*** Source material Section Begins ***

//! Blend of two textures by a factor.
//!
//! Channels:
//! - diffuse: `lerp(left.rgb, right.rgb, factor)`
//!   - factor default: `DEFAULT_FACTOR`
//! - opacity: alpha of the left texture

use super::{GraphResult, MaterialResult};

use matforge::{pin, prelude::*};

const DEFAULT_FACTOR: f32 = 0.5;

/// Get a ready-to-use [Material].
pub fn material() -> MaterialResult {
    Ok(Material::new("Materials/MixColor.mat", graph()?))
}

/// Get the material graph by itself.
pub fn graph() -> GraphResult {
    let mut graph = NodeGraph::new();
    let root = graph.root();

    let uv = graph.add_node(NodeKind::TexCoord);
    let left = graph.add_node(NodeKind::TextureSample {
        texture: "LeftMap".into(),
    });
    let right = graph.add_node(NodeKind::TextureSample {
        texture: "RightMap".into(),
    });
    let factor = graph.add_parameter(ParamValue::float(DEFAULT_FACTOR));
    let mix = graph.add_node(NodeKind::Arithmetic {
        op: ArithmeticOp::Lerp,
        ty: ValueType::Float3,
    });

    graph
        .connect(&pin!(left => "uv"), &pin!(uv => "uv"))?
        .connect(&pin!(right => "uv"), &pin!(uv => "uv"))?
        .connect(&pin!(mix => "a"), &pin!(left => "rgb"))?
        .connect(&pin!(mix => "b"), &pin!(right => "rgb"))?
        .connect(&pin!(mix => "t"), &pin!(factor => "value"))?
        .connect(&pin!(root => "diffuse"), &pin!(mix => "out"))?
        .connect(&pin!(root => "opacity"), &pin!(left => "a"))?;

    graph.validate()
}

*** Source material Section Ends ***

- Your assignment: Give only the number of lines in the preceding data that include the word "diffuse".

- Problem solution: 2